Lo spettatore si ritrova davanti a  una scena duale: a sinistra un ascensore sovraddimensonale e a destra uno schermo appeso di traverso. Di Rococò non sembra esserci molto, a prima vista. Eppure, quando le luci si abbassano, lo schermo si illumina e diventa, in realtà, un piccola finestra sulla vita del Principe (Philippe Weigand) e Hermiane (Juliane Lang). Entrambi sfavillanti e consoni al proprio tempo: con la puzzetta sotto al naso disquisiscono della fedeltà tra uomo e donna, lanciandosi in ipotesi avventate. O meglio, a farlo è Hermiane, perché il principe, ben presto le rivela che, qualche anno fa, il padre aveva proprio iniziato un esperimento allo scopo di scoprire in quale dei due sessi fosse innata l’infedeltà.

“Vittime”, per così dire due ragazzi e due ragazze [ Eglé (Raimund Widra), Azor (Barbara Krzoska, Adine (Michael Wischniowski) e Mesrin Llisa Schwindling)], che, separati tra di loro, crescono supervisionati dalla coppia di Mesrou (Thorsten Loeb) e Carise (Martina Struppek). Ognuno dei 4 ignora l’esistenza dell’altro, fino al giorno in cui, finalmente gli viene concesso di conoscersi.  Così Eglé, in ascensore, incontra per la prima volta Azor ed è irritata… irritata perché Azor non è completamente affascinato da lei, che è così perfetta, unica. In effetti, lo spettatore scoprirà, che non si tratta di un caso isolato, perché, a dire il vero tutti e 4 sono convinti della stessa cosa: di essere bellissimi, unici e particolare e che tutti gli altri (sebbene il mondo all’inizio si limiti a pochi) debba semplicemente adorarli. Quando questo, successivamente, non succede, ecco che incominciano a perdere la sicurezza di se stessi, e a soffrire di crisi di identità: esiste la perfezione? Come si definisce perfezione? Chi stabilisce i canoni della bellezza? Perché esistiamo e cosa vogliamo? Troppe le domande per il 4 che, finora, hanno vissuto così ovattati. E nemmeno i custodi sono in grado di rispondere ai loro quesiti: all’inizio suggeriscono di “non esagerare” con la vicinanza, ma, ben presto, si rendono conto che la situazione non è gestibile e, perdono le staffe. Ad essere precisi è solo Carise a perdere le staffe, Mesrou si limita ad annuire, sottolineare e commentare in maniera onomatopeica ciò che succede, quasi che sprecare una singola parola fosse un’azione totalmente vana.  Grazie alla scena essenziale di Liszt e ai costumi che oscillano tra elementi rococò ed essenzialità black & white anni 70, Rippert riesce a creare uno spaccato atemporale: non importa il luogo storico, importa il luogo, l’isolamento (l’ascensore) che si apre su sprazzi di vita (sottolineati da musica e colori), che i protagonisti non riescono ad assorbire, accettare. Troppe variabili, troppe scelte, troppe opzioni, troppe novità.
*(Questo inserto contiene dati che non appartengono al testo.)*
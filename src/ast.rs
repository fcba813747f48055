/// Syntax tree for the host language.
///
/// Every expression carries a `NodeId` that is unique within its `Program`.
/// The semantic model is keyed by these ids, so passes that build new nodes
/// must draw fresh ids from `NodeIds` rather than reuse existing ones.
pub type NodeId = u32;

#[derive(Debug, Clone, PartialEq)]
pub enum Literal {
    Int(i64),
    Double(f64),
    Str(String),
    Char(char),
    Bool(bool),
    Null,
}

#[derive(Debug, Clone, Copy, PartialEq, Eq)]
pub enum BinOp {
    Add,
    Sub,
    Mul,
    Div,
    Rem,
    Eq,
    Neq,
    Lt,
    Gt,
    Lte,
    Gte,
    And,
    Or,
}

impl BinOp {
    pub fn symbol(self) -> &'static str {
        match self {
            BinOp::Add => "+",
            BinOp::Sub => "-",
            BinOp::Mul => "*",
            BinOp::Div => "/",
            BinOp::Rem => "%",
            BinOp::Eq => "==",
            BinOp::Neq => "!=",
            BinOp::Lt => "<",
            BinOp::Gt => ">",
            BinOp::Lte => "<=",
            BinOp::Gte => ">=",
            BinOp::And => "&&",
            BinOp::Or => "||",
        }
    }
}

#[derive(Debug, Clone, Copy, PartialEq, Eq)]
pub enum UnaryOp {
    Neg,
    Not,
}

/// Type syntax as written in declarations and `new` expressions.
#[derive(Debug, Clone, PartialEq)]
pub enum TypeExpr {
    /// `int`, `Foo`, `List<int>`, `Dictionary<string, int>`
    Named(String, Vec<TypeExpr>),
    /// `T[]`
    Array(Box<TypeExpr>),
    /// Placeholder for a type argument nobody could infer. Never produced by the parser.
    Unresolved,
}

impl TypeExpr {
    pub fn simple(name: impl Into<String>) -> Self {
        TypeExpr::Named(name.into(), Vec::new())
    }

    pub fn generic(name: impl Into<String>, args: Vec<TypeExpr>) -> Self {
        TypeExpr::Named(name.into(), args)
    }

    pub fn is_resolved(&self) -> bool {
        match self {
            TypeExpr::Named(_, args) => args.iter().all(TypeExpr::is_resolved),
            TypeExpr::Array(inner) => inner.is_resolved(),
            TypeExpr::Unresolved => false,
        }
    }
}

#[derive(Debug, Clone, PartialEq)]
pub struct Expr {
    pub id: NodeId,
    pub line: usize,
    pub col: usize,
    pub kind: ExprKind,
}

#[derive(Debug, Clone, PartialEq)]
pub enum ExprKind {
    /// An operand the parser expected but did not find. Zero width.
    Missing,
    Literal(Literal),
    Ident(String),
    Paren(Box<Expr>),
    Unary(UnaryOp, Box<Expr>),
    Binary(BinOp, Box<Expr>, Box<Expr>),
    /// `receiver.name`
    Member(Box<Expr>, String),
    /// `callee(args)`
    Call(Box<Expr>, Vec<Expr>),
    /// `receiver[args]`; the receiver is `Missing` for a bare `[...]`.
    Index(Box<Expr>, Vec<Expr>),
    /// `new T(args) { init }` where either part may be absent.
    New {
        ty: TypeExpr,
        args: Option<Vec<Expr>>,
        init: Option<Vec<Expr>>,
    },
}

impl Expr {
    pub fn is_missing(&self) -> bool {
        matches!(self.kind, ExprKind::Missing)
    }

    /// Operator and operands when this is a binary node.
    pub fn as_binary(&self) -> Option<(BinOp, &Expr, &Expr)> {
        match &self.kind {
            ExprKind::Binary(op, left, right) => Some((*op, left, right)),
            _ => None,
        }
    }

    /// Immediate child expressions, left to right.
    pub fn children(&self) -> Vec<&Expr> {
        match &self.kind {
            ExprKind::Missing | ExprKind::Literal(_) | ExprKind::Ident(_) => Vec::new(),
            ExprKind::Paren(inner) | ExprKind::Unary(_, inner) | ExprKind::Member(inner, _) => {
                vec![inner.as_ref()]
            }
            ExprKind::Binary(_, left, right) => vec![left.as_ref(), right.as_ref()],
            ExprKind::Call(head, args) | ExprKind::Index(head, args) => {
                std::iter::once(head.as_ref()).chain(args.iter()).collect()
            }
            ExprKind::New { args, init, .. } => args
                .iter()
                .flatten()
                .chain(init.iter().flatten())
                .collect(),
        }
    }
}

#[derive(Debug, Clone, PartialEq)]
pub enum Stmt {
    /// `var name = init;` (no type) or `T name [= init];`
    Local {
        ty: Option<TypeExpr>,
        name: String,
        init: Option<Expr>,
        line: usize,
    },
    /// `target = value;`
    Assign(Expr, Expr),
    Expr(Expr),
    Block(Vec<Stmt>),
    If {
        cond: Expr,
        then_branch: Box<Stmt>,
        else_branch: Option<Box<Stmt>>,
    },
    /// `foreach (var name in iter) body` (no type) or `foreach (T name in iter) body`
    Foreach {
        ty: Option<TypeExpr>,
        name: String,
        iter: Expr,
        body: Box<Stmt>,
    },
}

#[derive(Debug, Clone, PartialEq)]
pub struct Program {
    pub stmts: Vec<Stmt>,
    /// First id not yet used by any node in `stmts`.
    pub next_id: NodeId,
}

/// Sequential id allocator shared by the parser and by rewriting passes.
#[derive(Debug, Clone)]
pub struct NodeIds {
    next: NodeId,
}

impl NodeIds {
    pub fn new() -> Self {
        NodeIds { next: 0 }
    }

    pub fn starting_at(next: NodeId) -> Self {
        NodeIds { next }
    }

    pub fn fresh(&mut self) -> NodeId {
        let id = self.next;
        self.next += 1;
        id
    }

    pub fn peek(&self) -> NodeId {
        self.next
    }
}

impl Default for NodeIds {
    fn default() -> Self {
        Self::new()
    }
}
Non riuscendo a trovare la giusta misura, come suggerito da Carise, i quattro vogliono avere tutto e subito, declinando responsabilità e serietà. Tutto e subito alle spese degli altri.

Egoismo allo stato puro? No, piuttosto una critica alla società del XXI secolo che crea sempre più applicazioni che esaltano il narcisismo e acuiscono la solitudine delle persone. L’ascensore dovrebbe essere un luogo affollato, sempre pieno di nuove persone con tante possibilità di conoscenza. Eppure è un luogo in cui le persone rimangono concentrate su se stesse, giocando al massimo con uno smartphone, ammirando foto di se stessi e dimenticandosi di quello che c’è attorno o quasi… perché pe ril sesso c’è sempre tempo luogo? Le conseguenze? Chi se ne frega!
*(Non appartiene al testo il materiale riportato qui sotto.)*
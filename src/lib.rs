pub mod ast;
pub mod checker;
pub mod lexer;
pub mod parser;
pub mod printer;
pub mod rewriter;
pub mod source;
pub mod types;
Il principe ed Hermiane devono concordare, alla fine, che l’infedeltà non è riconducibile ad un singolo sesso, bensì alla natura umana in nuce. Ma siamo davvero così rovinati? Mesrou, alla fine, racconta di una coppia che ha dimostrato di riuscire a credere all’amore. Favola o realtà, sia lasciato allo spettatore deciderlo…. Ehm.